Rethinking grocery shopping in the internet age

Excerpt from a Relay Foods internal product discovery process

This is a story of "What could have been?": a product I helped build that excited customers, wowed investors, and showed tremendous engagement numbers, but ultimately fell victim to the startup grim reaper. I still see a tremendous hole in the grocery market that some dream grocer could be filling, and I hope this article serves to inspire consumers to demand a better user experience from the food companies that serve them in the internet age. Selfishly, I miss not being able to use this product every week so would love to see its vision fully realized!
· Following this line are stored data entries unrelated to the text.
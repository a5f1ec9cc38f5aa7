//! Players and the shared 1-9 value pool

use std::ops::RangeInclusive;

use serde::{Deserialize, Serialize};

use super::board::Board;

/// Every value that can be placed during a game
pub const VALUE_RANGE: RangeInclusive<u8> = 1..=9;

/// A participant in the game
///
/// The agent moves first and owns the odd values; the env answers with even
/// values.
#[derive(Debug, Clone, Copy, PartialEq, Eq, Hash, Serialize, Deserialize)]
pub enum Player {
    Agent,
    Env,
}

impl Player {
    pub fn opponent(self) -> Player {
        match self {
            Player::Agent => Player::Env,
            Player::Env => Player::Agent,
        }
    }

    /// Whether `value` belongs to this player's pool (ignoring what is used)
    pub fn owns(self, value: u8) -> bool {
        VALUE_RANGE.contains(&value)
            && match self {
                Player::Agent => value % 2 == 1,
                Player::Env => value % 2 == 0,
            }
    }

    pub fn as_str(self) -> &'static str {
        match self {
            Player::Agent => "agent",
            Player::Env => "env",
        }
    }
}

/// Unused values split by owner, each in ascending order
#[derive(Debug, Clone, PartialEq, Eq, Serialize, Deserialize)]
pub struct AllowedValues {
    pub agent: Vec<u8>,
    pub env: Vec<u8>,
}

impl AllowedValues {
    pub fn for_player(&self, player: Player) -> &[u8] {
        match player {
            Player::Agent => &self.agent,
            Player::Env => &self.env,
        }
    }
}

/// Values not yet on the board: unused odds for the agent, unused evens for
/// the env.
pub fn allowed_values(board: &Board) -> AllowedValues {
    let mut used = [false; 10];
    for value in board.used_values() {
        if let Some(slot) = used.get_mut(value as usize) {
            *slot = true;
        }
    }

    let unused = |player: Player| -> Vec<u8> {
        VALUE_RANGE
            .filter(|&v| player.owns(v) && !used[v as usize])
            .collect()
    };

    AllowedValues {
        agent: unused(Player::Agent),
        env: unused(Player::Env),
    }
}

#[cfg(test)]
mod tests {
    use super::*;

    #[test]
    fn empty_board_offers_full_pools() {
        let values = allowed_values(&Board::new());
        assert_eq!(values.agent, vec![1, 3, 5, 7, 9]);
        assert_eq!(values.env, vec![2, 4, 6, 8]);
    }

    #[test]
    fn used_values_leave_the_pools() {
        let board = Board::from_string("1234.....").unwrap();
        let values = allowed_values(&board);
        assert_eq!(values.agent, vec![5, 7, 9]);
        assert_eq!(values.env, vec![6, 8]);
        assert_eq!(values.for_player(Player::Env), &[6, 8]);
    }

    #[test]
    fn ownership_by_parity() {
        assert!(Player::Agent.owns(9));
        assert!(!Player::Agent.owns(8));
        assert!(Player::Env.owns(2));
        assert!(!Player::Env.owns(0));
        assert!(!Player::Agent.owns(11));
    }

    #[test]
    fn opponent_swaps() {
        assert_eq!(Player::Agent.opponent(), Player::Env);
        assert_eq!(Player::Env.opponent(), Player::Agent);
    }
}
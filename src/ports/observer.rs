//! Observer port - abstraction for watching episodes
//!
//! Lets the episode pipeline report progress and collect metrics without
//! knowing where the data ends up.

use crate::{
    Result,
    environment::StepResult,
    pipeline::EpisodeRecord,
    tictactoe::Action,
};

/// Observer trait for monitoring simulated episodes
///
/// # Event Sequence
///
/// 1. `on_simulation_start(total_episodes)` - Once at the beginning
/// 2. For each episode:
///    - `on_episode_start(episode)`
///    - `on_step(...)` - After each successful `step`
///    - `on_episode_end(episode, record)`
/// 3. `on_simulation_end()` - Once at the end
///
/// # Examples
///
/// ```no_run
/// use fifteen::{pipeline::EpisodeRecord, ports::Observer};
///
/// struct CountingObserver {
///     finished: usize,
/// }
///
/// impl Observer for CountingObserver {
///     fn on_episode_end(&mut self, _episode: usize, _record: &EpisodeRecord) -> fifteen::Result<()> {
///         self.finished += 1;
///         Ok(())
///     }
/// }
/// ```
pub trait Observer: Send {
    /// Called once before the first episode.
    fn on_simulation_start(&mut self, _total_episodes: usize) -> Result<()> {
        Ok(())
    }

    /// Called after `reset` at the start of each episode (0-based).
    fn on_episode_start(&mut self, _episode: usize) -> Result<()> {
        Ok(())
    }

    /// Called after each completed `step`.
    ///
    /// `agent_action` is what the agent played; `result` carries the board
    /// after the env's reply (if any), the reward and the done flag.
    fn on_step(
        &mut self,
        _episode: usize,
        _step: usize,
        _agent_action: &Action,
        _result: &StepResult,
    ) -> Result<()> {
        Ok(())
    }

    /// Called when an episode reaches a terminal outcome.
    fn on_episode_end(&mut self, _episode: usize, _record: &EpisodeRecord) -> Result<()> {
        Ok(())
    }

    /// Called once after the last episode.
    fn on_simulation_end(&mut self) -> Result<()> {
        Ok(())
    }
}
Relay Foods was an online grocery store that started in 2011, well ahead of the current online grocery wave. Not only did we offer the convenience of home delivery, we also invested heavily in local food ecosystems, allowing consumers to purchase items from hundreds of local producers alongside products from well known brands.

Relay Foods circa 2014

Although we had a small but loyal customer base, by 2015 it was clear that for our customers – mainly Gen-Z Moms – what we were doing wasn't enough. Despite the convenience of mobile shopping + home delivery, they'd continually fall back into their physical grocery store routine because it was a known quantity of mental energy each week. We heard countless times that the hardest part about grocery shopping is figuring out the full planning/shopping/cooking equation, not just the delivery part (see my mental energy in grocery blog post for more):

The core phases of the grocery shopping lifecycle

Through a deep product discovery process that included user interviews, prototypes, and various iterations, we learned that one of the core issues with most physical and online grocery stores is the separation of planning from shopping. Each week, the process requires figuring out what meals to make, then doing ingredient math for how many of each item is required, and finally, walking the aisles to pick the items out (which often results in buying more than expected):

Aisle-oriented shopping

Most of the customers we talked to wanted to shop like this:

Meal-oriented shopping

In fact, a large % of customers described their grocery thought process this way:

  • What staples, breakfast/lunch faves, snacks, pantry items, etc. are we low on?
  • How many nights am I planning to make dinner vs. go out, eat leftovers, etc?
  • For those "make dinner" nights, which of our family's 10-20 go-to recipes should I make based on items I have / what's on sale / what's in season?
  • Am I feeling ambitious enough to tackle a new recipe this week?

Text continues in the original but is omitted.